MANTRA MANDINGA
Semanas atrás, saí da aula depois de uma discussão teórica bem da hora. Fiquei um tempo ecoando na mente discussões sobre individuação, produção de sentido, prova de vida, até que a rua chamou pro improviso. Hora de exercitar aquilo que não se aprende na universidade.
Já passava das dez da noite. A aula terminou um pouco mais cedo. Comemorei o retorno antecipado, porque o inverno interiorano não é brincadeira. Atravessei a rodovia escura e de longe vi uma pessoa sentada no ponto. Um senhor e sua mochila.
Cheguei desejando boa noite. O senhor me respondeu, mas de cara me pediu ajuda. Queria uma ambulância, pois tava vomitando e sem conseguir andar. Tentei ligar, sem sucesso. Perguntei de onde ele tava vindo e pra onde tava querendo ir.
Foi um tal de vim de longe procurar minha filha. Justificando que tinha tomado umas a mais. Que na rodoviária só tinha gente querendo enrolar. Tentei ligar novamente e a emergência atendeu. Expliquei a situação e a pessoa informou que já estavam a caminho.
Lembrei de um jogo de búzios que fiz no início do ano em que a sugestão era me atentar ao ver algum idoso no veneno. Oferecer ajuda me fortaleceria. Isso virou um mantra no pensamento. Alertei o senhor que no caminho do ônibus havia um pronto-socorro e lá ele poderia ser atendido. Assim evitaria a incerteza da ambulância e principalmente o frio. Ele achou uma boa ideia, mas falou que precisaria de ajuda pra entrar no ônibus porque as pernas estavam fracas.
Concordei e mesmo assim questionei. Tá, o senhor vai comigo e depois, quando for atendido? Como vai voltar pra casa? Ele disse que a pergunta não fazia sentido. Que se pensasse no dia seguinte ficaria louco. Uma coisa de cada vez, rapaz.
O ônibus surgiu. Avisei ele e dei sinal. Expliquei a situação pro motorista e ele aceitou levar o senhor numa boa. Quando ele levantou do banco percebi que realmente não conseguia andar, entre a fraqueza e o efeito do álcool, e que tava completamente mijado. Com um cheiro tão forte que sinto enquanto relembro e escrevo.
Recordei algumas emergências com meu pai na mesma situação, e isso me ajudou.

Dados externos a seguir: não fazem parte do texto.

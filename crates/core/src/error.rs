use crate::types::DbId;

/// Domain error taxonomy shared by every layer of the backend.
///
/// The API crate maps these onto HTTP statuses: Validation -> 400,
/// NotFound -> 404, Forbidden -> 403, Unauthorized -> 401, Conflict -> 409,
/// Unavailable -> 503, Internal -> 500.
#[derive(Debug, thiserror::Error)]
pub enum CoreError {
    #[error("Entity not found: {entity} with id {id}")]
    NotFound { entity: &'static str, id: DbId },

    #[error("Validation failed: {0}")]
    Validation(String),

    #[error("Conflict: {0}")]
    Conflict(String),

    #[error("Unauthorized: {0}")]
    Unauthorized(String),

    #[error("Forbidden: {0}")]
    Forbidden(String),

    #[error("Service unavailable: {0}")]
    Unavailable(String),

    #[error("Internal error: {0}")]
    Internal(String),
}
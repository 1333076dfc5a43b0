//! Appointment entity model and DTOs.

use chrono::NaiveDate;
use consulta_core::types::{DbId, Timestamp};
use serde::{Deserialize, Serialize};
use sqlx::FromRow;

/// Full appointment row from the `appointments` table.
#[derive(Debug, Clone, FromRow, Serialize)]
pub struct Appointment {
    pub id: DbId,
    pub user_id: DbId,
    pub date: NaiveDate,
    pub time_slot: String,
    pub reason: String,
    pub notes: Option<String>,
    /// One-way flag flipped by the reminder sweep; never reset.
    pub reminder_sent: bool,
    pub created_at: Timestamp,
    pub updated_at: Timestamp,
}

/// Appointment joined with its owner's public details, for admin views.
#[derive(Debug, Clone, FromRow, Serialize)]
pub struct AppointmentWithOwner {
    pub id: DbId,
    pub user_id: DbId,
    pub date: NaiveDate,
    pub time_slot: String,
    pub reason: String,
    pub notes: Option<String>,
    pub reminder_sent: bool,
    pub created_at: Timestamp,
    pub updated_at: Timestamp,
    pub owner_name: String,
    pub owner_email: String,
}

/// DTO for booking a new appointment. The owner comes from the caller's
/// token, never from the payload.
#[derive(Debug, Deserialize)]
pub struct CreateAppointment {
    pub date: NaiveDate,
    pub time_slot: String,
    pub reason: String,
    pub notes: Option<String>,
}

/// DTO for editing an appointment. All fields are optional; `user_id` is
/// honored only on the admin route (reassigning the owner).
#[derive(Debug, Deserialize)]
pub struct UpdateAppointment {
    pub date: Option<NaiveDate>,
    pub time_slot: Option<String>,
    pub reason: Option<String>,
    pub notes: Option<String>,
    pub user_id: Option<DbId>,
}
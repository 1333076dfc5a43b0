//! Transactional email delivery via SMTP.
//!
//! All mail is best-effort: callers on the HTTP path spawn sends and only
//! log failures, and the reminder sweep isolates failures per appointment.
//! When SMTP is not configured the mailer runs in disabled mode and logs
//! what it would have sent, so local development needs no mail server.

use chrono::NaiveDate;
use lettre::message::header::ContentType;
use lettre::message::Mailbox;
use lettre::transport::smtp::authentication::Credentials;
use lettre::{AsyncSmtpTransport, AsyncTransport, Message, Tokio1Executor};

pub mod templates;

/// Errors raised while configuring or using the SMTP transport.
#[derive(Debug, thiserror::Error)]
pub enum MailerError {
    #[error("Mailer configuration error: {0}")]
    Config(String),

    #[error("Invalid email address: {0}")]
    Address(#[from] lettre::address::AddressError),

    #[error("Failed to build message: {0}")]
    Build(#[from] lettre::error::Error),

    #[error("SMTP error: {0}")]
    Smtp(#[from] lettre::transport::smtp::Error),

    #[error("Recipient rejected: {0}")]
    Rejected(String),
}

/// Who an email is addressed to.
#[derive(Debug, Clone)]
pub struct Recipient {
    pub name: String,
    pub email: String,
}

/// The appointment fields that appear in email bodies.
#[derive(Debug, Clone)]
pub struct AppointmentDetails {
    pub date: NaiveDate,
    pub time_slot: String,
    pub reason: String,
    pub notes: Option<String>,
}

/// How outgoing mail is delivered.
enum Transport {
    /// Real SMTP delivery.
    Smtp(AsyncSmtpTransport<Tokio1Executor>),
    /// Sends are logged and dropped.
    Disabled,
    /// Sends to the given address fail; everything else is dropped.
    /// Lets callers exercise their send-failure handling.
    Rejecting(String),
}

/// Async SMTP mailer for the practice's transactional email.
pub struct Mailer {
    transport: Transport,
    from: Mailbox,
}

/// Fallback sender identity used in disabled mode.
const DEFAULT_FROM: &str = "Consulta <no-reply@localhost>";

impl Mailer {
    /// Build the mailer from environment variables.
    ///
    /// | Env Var         | Required | Default |
    /// |-----------------|----------|---------|
    /// | `SMTP_HOST`     | no       | -- (disabled mode when unset) |
    /// | `SMTP_PORT`     | no       | `587`   |
    /// | `SMTP_USERNAME` | no       | --      |
    /// | `SMTP_PASSWORD` | no       | --      |
    /// | `MAIL_FROM`     | when SMTP_HOST set | `Consulta <no-reply@localhost>` |
    pub fn from_env() -> Result<Self, MailerError> {
        let from: Mailbox = std::env::var("MAIL_FROM")
            .unwrap_or_else(|_| DEFAULT_FROM.into())
            .parse()?;

        let Ok(host) = std::env::var("SMTP_HOST") else {
            tracing::warn!("SMTP_HOST not set; mailer running in disabled mode");
            return Ok(Self {
                transport: Transport::Disabled,
                from,
            });
        };

        let port: u16 = std::env::var("SMTP_PORT")
            .unwrap_or_else(|_| "587".into())
            .parse()
            .map_err(|_| MailerError::Config("SMTP_PORT must be a valid u16".into()))?;

        let mut builder = AsyncSmtpTransport::<Tokio1Executor>::starttls_relay(&host)
            .map_err(MailerError::Smtp)?
            .port(port);

        if let (Ok(username), Ok(password)) = (
            std::env::var("SMTP_USERNAME"),
            std::env::var("SMTP_PASSWORD"),
        ) {
            builder = builder.credentials(Credentials::new(username, password));
        }

        Ok(Self {
            transport: Transport::Smtp(builder.build()),
            from,
        })
    }

    /// Whether an SMTP transport is configured. Disabled mailers log and drop.
    pub fn is_enabled(&self) -> bool {
        matches!(self.transport, Transport::Smtp(_))
    }

    /// Construct a disabled mailer directly (used by tests).
    pub fn disabled() -> Self {
        Self {
            transport: Transport::Disabled,
            from: DEFAULT_FROM.parse().expect("default sender is valid"),
        }
    }

    /// Construct a mailer whose sends to `address` fail while everything
    /// else is dropped (used by tests to simulate delivery failures).
    pub fn rejecting(address: impl Into<String>) -> Self {
        Self {
            transport: Transport::Rejecting(address.into()),
            from: DEFAULT_FROM.parse().expect("default sender is valid"),
        }
    }

    /// Welcome email after registration.
    pub async fn send_welcome(&self, to: &Recipient) -> Result<(), MailerError> {
        let (subject, html) = templates::welcome(&to.name);
        self.send(to, &subject, html).await
    }

    /// Confirmation after a new booking.
    pub async fn send_booking_confirmation(
        &self,
        to: &Recipient,
        appointment: &AppointmentDetails,
    ) -> Result<(), MailerError> {
        let (subject, html) = templates::booking_confirmation(&to.name, appointment);
        self.send(to, &subject, html).await
    }

    /// Confirmation after an edit.
    pub async fn send_booking_updated(
        &self,
        to: &Recipient,
        appointment: &AppointmentDetails,
    ) -> Result<(), MailerError> {
        let (subject, html) = templates::booking_updated(&to.name, appointment);
        self.send(to, &subject, html).await
    }

    /// Confirmation after a cancellation.
    pub async fn send_booking_cancelled(
        &self,
        to: &Recipient,
        appointment: &AppointmentDetails,
    ) -> Result<(), MailerError> {
        let (subject, html) = templates::booking_cancelled(&to.name, appointment);
        self.send(to, &subject, html).await
    }

    /// 72-hour reminder, sent once per appointment by the sweep.
    pub async fn send_reminder(
        &self,
        to: &Recipient,
        appointment: &AppointmentDetails,
    ) -> Result<(), MailerError> {
        let (subject, html) = templates::reminder(&to.name, appointment);
        self.send(to, &subject, html).await
    }

    async fn send(&self, to: &Recipient, subject: &str, html: String) -> Result<(), MailerError> {
        let transport = match &self.transport {
            Transport::Smtp(transport) => transport,
            Transport::Disabled => {
                tracing::info!(to = %to.email, subject, "Mailer disabled; dropping email");
                return Ok(());
            }
            Transport::Rejecting(address) => {
                if to.email == *address {
                    return Err(MailerError::Rejected(to.email.clone()));
                }
                tracing::info!(to = %to.email, subject, "Mailer disabled; dropping email");
                return Ok(());
            }
        };

        let to_mailbox = Mailbox::new(Some(to.name.clone()), to.email.parse()?);

        let message = Message::builder()
            .from(self.from.clone())
            .to(to_mailbox)
            .subject(subject)
            .header(ContentType::TEXT_HTML)
            .body(html)?;

        transport.send(message).await?;
        Ok(())
    }
}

Essa é a vida. Sem maquiagem e nem disfarce. Nessas horas é só encarar e fazer o que tiver que ser feito. Como o meu pai, as pernas daquele senhor estavam fracas, mas os braços continuavam fortes. Então ofereci apoio, pedi pra ele sentar e segurar firme e combinei com o motorista pra parar no pronto-socorro. Durante o trajeto, continuei com o mantra do jogo de búzios na mente e decidi acompanhar ele no pronto-socorro até o atendimento.

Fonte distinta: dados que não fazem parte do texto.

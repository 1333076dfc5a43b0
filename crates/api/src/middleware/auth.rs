//! JWT-based authentication extractor for Axum handlers.

use axum::extract::FromRequestParts;
use axum::http::request::Parts;
use consulta_core::error::CoreError;
use consulta_core::roles::ROLE_ADMIN;
use consulta_core::types::DbId;

use crate::auth::jwt::validate_token;
use crate::error::AppError;
use crate::state::AppState;

/// Authenticated user extracted from a JWT Bearer token in the
/// `Authorization` header.
///
/// Use this as an extractor parameter in any handler that requires
/// authentication:
///
/// ```ignore
/// async fn my_handler(user: AuthUser) -> AppResult<Json<()>> {
///     tracing::info!(user_id = user.user_id, role = %user.role, "handling request");
///     Ok(Json(()))
/// }
/// ```
#[derive(Debug, Clone)]
pub struct AuthUser {
    /// The user's internal database id (from `claims.sub`).
    pub user_id: DbId,
    /// The user's role name (`"admin"` or `"user"`).
    pub role: String,
}

impl AuthUser {
    /// Whether the caller holds the admin role.
    pub fn is_admin(&self) -> bool {
        self.role == ROLE_ADMIN
    }
}

impl FromRequestParts<AppState> for AuthUser {
    type Rejection = AppError;

    async fn from_request_parts(
        parts: &mut Parts,
        state: &AppState,
    ) -> Result<Self, Self::Rejection> {
        let auth_header = parts
            .headers
            .get("authorization")
            .and_then(|v| v.to_str().ok())
            .ok_or_else(|| {
                AppError::Core(CoreError::Unauthorized(
                    "Missing Authorization header".into(),
                ))
            })?;

        let token = auth_header.strip_prefix("Bearer ").ok_or_else(|| {
            AppError::Core(CoreError::Unauthorized(
                "Invalid Authorization format. Expected: Bearer <token>".into(),
            ))
        })?;

        let claims = validate_token(token, &state.config.jwt).map_err(|_| {
            AppError::Core(CoreError::Unauthorized("Invalid or expired token".into()))
        })?;

        Ok(AuthUser {
            user_id: claims.sub,
            role: claims.role,
        })
    }
}
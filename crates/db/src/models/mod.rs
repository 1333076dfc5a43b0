//! Domain model structs and DTOs.
//!
//! Each submodule contains:
//! - A `FromRow` entity struct matching the database row
//! - A `Deserialize` create DTO for inserts
//! - A `Deserialize` update DTO (all `Option` fields) for patches

pub mod appointment;
pub mod availability;
pub mod user;
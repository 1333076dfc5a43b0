//! JWT access-token generation and validation.
//!
//! Access tokens are HS256-signed JWTs containing a [`Claims`] payload.
//! There is no refresh flow: tokens are simply re-issued on login, matching
//! the short-session usage pattern of a booking portal.

use consulta_core::types::DbId;
use jsonwebtoken::{decode, encode, DecodingKey, EncodingKey, Header, Validation};
use serde::{Deserialize, Serialize};
use uuid::Uuid;

/// JWT claims embedded in every access token.
#[derive(Debug, Serialize, Deserialize, Clone)]
pub struct Claims {
    /// Subject -- the user's internal database id.
    pub sub: DbId,
    /// The user's role name (`"admin"` or `"user"`).
    pub role: String,
    /// Expiration time (UTC Unix timestamp).
    pub exp: i64,
    /// Issued-at time (UTC Unix timestamp).
    pub iat: i64,
    /// Unique token identifier (UUID v4) for audit trails.
    pub jti: String,
}

/// Configuration for JWT token generation and validation.
#[derive(Debug, Clone)]
pub struct JwtConfig {
    /// HMAC-SHA256 secret used to sign and verify tokens.
    pub secret: String,
    /// Access token lifetime in hours (default: 6).
    pub expiry_hours: i64,
}

/// Default access token expiry in hours.
const DEFAULT_EXPIRY_HOURS: i64 = 6;

impl JwtConfig {
    /// Load JWT configuration from environment variables.
    ///
    /// | Env Var            | Required | Default |
    /// |--------------------|----------|---------|
    /// | `JWT_SECRET`       | **yes**  | --      |
    /// | `JWT_EXPIRY_HOURS` | no       | `6`     |
    ///
    /// # Panics
    ///
    /// Panics if `JWT_SECRET` is not set or is empty.
    pub fn from_env() -> Self {
        let secret =
            std::env::var("JWT_SECRET").expect("JWT_SECRET must be set in the environment");
        assert!(!secret.is_empty(), "JWT_SECRET must not be empty");

        let expiry_hours: i64 = std::env::var("JWT_EXPIRY_HOURS")
            .unwrap_or_else(|_| DEFAULT_EXPIRY_HOURS.to_string())
            .parse()
            .expect("JWT_EXPIRY_HOURS must be a valid i64");

        Self {
            secret,
            expiry_hours,
        }
    }
}

/// Generate an HS256 access token for the given user.
pub fn generate_access_token(
    user_id: DbId,
    role: &str,
    config: &JwtConfig,
) -> Result<String, jsonwebtoken::errors::Error> {
    let now = chrono::Utc::now().timestamp();
    let exp = now + config.expiry_hours * 3600;

    let claims = Claims {
        sub: user_id,
        role: role.to_string(),
        exp,
        iat: now,
        jti: Uuid::new_v4().to_string(),
    };

    encode(
        &Header::default(), // HS256
        &claims,
        &EncodingKey::from_secret(config.secret.as_bytes()),
    )
}

/// Validate and decode an access token, returning the embedded [`Claims`].
///
/// Validates the signature, expiration, and issued-at claims automatically.
pub fn validate_token(
    token: &str,
    config: &JwtConfig,
) -> Result<Claims, jsonwebtoken::errors::Error> {
    let token_data = decode::<Claims>(
        token,
        &DecodingKey::from_secret(config.secret.as_bytes()),
        &Validation::default(), // HS256, validates exp
    )?;
    Ok(token_data.claims)
}

#[cfg(test)]
mod tests {
    use super::*;

    fn test_config() -> JwtConfig {
        JwtConfig {
            secret: "test-secret-that-is-long-enough-for-hmac".to_string(),
            expiry_hours: 6,
        }
    }

    #[test]
    fn generate_and_validate_round_trip() {
        let config = test_config();
        let token =
            generate_access_token(42, "admin", &config).expect("token generation should succeed");

        let claims = validate_token(&token, &config).expect("token validation should succeed");
        assert_eq!(claims.sub, 42);
        assert_eq!(claims.role, "admin");
        assert!(claims.exp > claims.iat);
        assert!(!claims.jti.is_empty());
    }

    #[test]
    fn expired_token_fails() {
        let config = test_config();

        // Manually create an already-expired token, well past the default
        // 60-second leeway.
        let now = chrono::Utc::now().timestamp();
        let claims = Claims {
            sub: 1,
            role: "user".to_string(),
            exp: now - 300,
            iat: now - 600,
            jti: Uuid::new_v4().to_string(),
        };

        let token = encode(
            &Header::default(),
            &claims,
            &EncodingKey::from_secret(config.secret.as_bytes()),
        )
        .expect("encoding should succeed");

        assert!(validate_token(&token, &config).is_err());
    }

    #[test]
    fn token_signed_with_other_secret_fails() {
        let config_a = JwtConfig {
            secret: "secret-alpha".to_string(),
            expiry_hours: 6,
        };
        let config_b = JwtConfig {
            secret: "secret-bravo".to_string(),
            expiry_hours: 6,
        };

        let token =
            generate_access_token(1, "user", &config_a).expect("token generation should succeed");

        assert!(validate_token(&token, &config_b).is_err());
    }
}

Quando chegamos, lembrei de outra rotina com meu pai. Sobre usar a cadeira de rodas do hospital. Então, enquanto o senhor ficou encostado na parede, subi pra pegar uma cadeira. Quando voltei, ele se sentou e subimos pra fazer a ficha. Ele puxou o RG do bolso da calça todo molhado. Mantive a postura e contei a história pra recepcionista.
O pessoal do pronto-socorro foi sem marra e sem nojo. A atendente me pediu pra levá-lo direto na triagem. Lá ele foi atendido por um enfermeiro. Enquanto o senhor chorava os lamentos da vida e levantava a barra da calça pra mostrar o inchaço e o roxo da má circulação das pernas, o enfermeiro fez um sinal que dali pra frente era com eles. Me despedi. Na saída, passei álcool na mão, mas o cheiro de urina ficou exalando na ponta dos dedos.
Se pá, se fosse no fervo da cidade grande, nada disso teria acontecido. No calejo da correria, a sensibilidade do motorista, dos funcionários do pronto-socorro e provavelmente a minha não seria acionada. Cidade pequena tem várias contradições e várias estranhezas, mas na hora do vamo vê, algumas situações corriqueiras da babylon system ainda ecoam algum sentido solidário por aqui.
Como o ônibus naquele horário passava de uma em uma hora, segui na caminhada, seguro que o senhor não ficaria naquela friaca, mas no outro dia acordei pensando: Será que ele ficou internado? Será que teve alta e conseguiu voltar pra casa? Será que se recuperou pra continuar sua lida com o povo da rua?
Mas calma. Uma coisa de cada vez, rapaz. Na urgência não existe o amanhã. Não foi isso que ele tentou dizer? Minha cara é seguir atento, que o inverno e a universidade vão até final da temporada, e a vida segue cheia de aula extra exposta em cada esquina.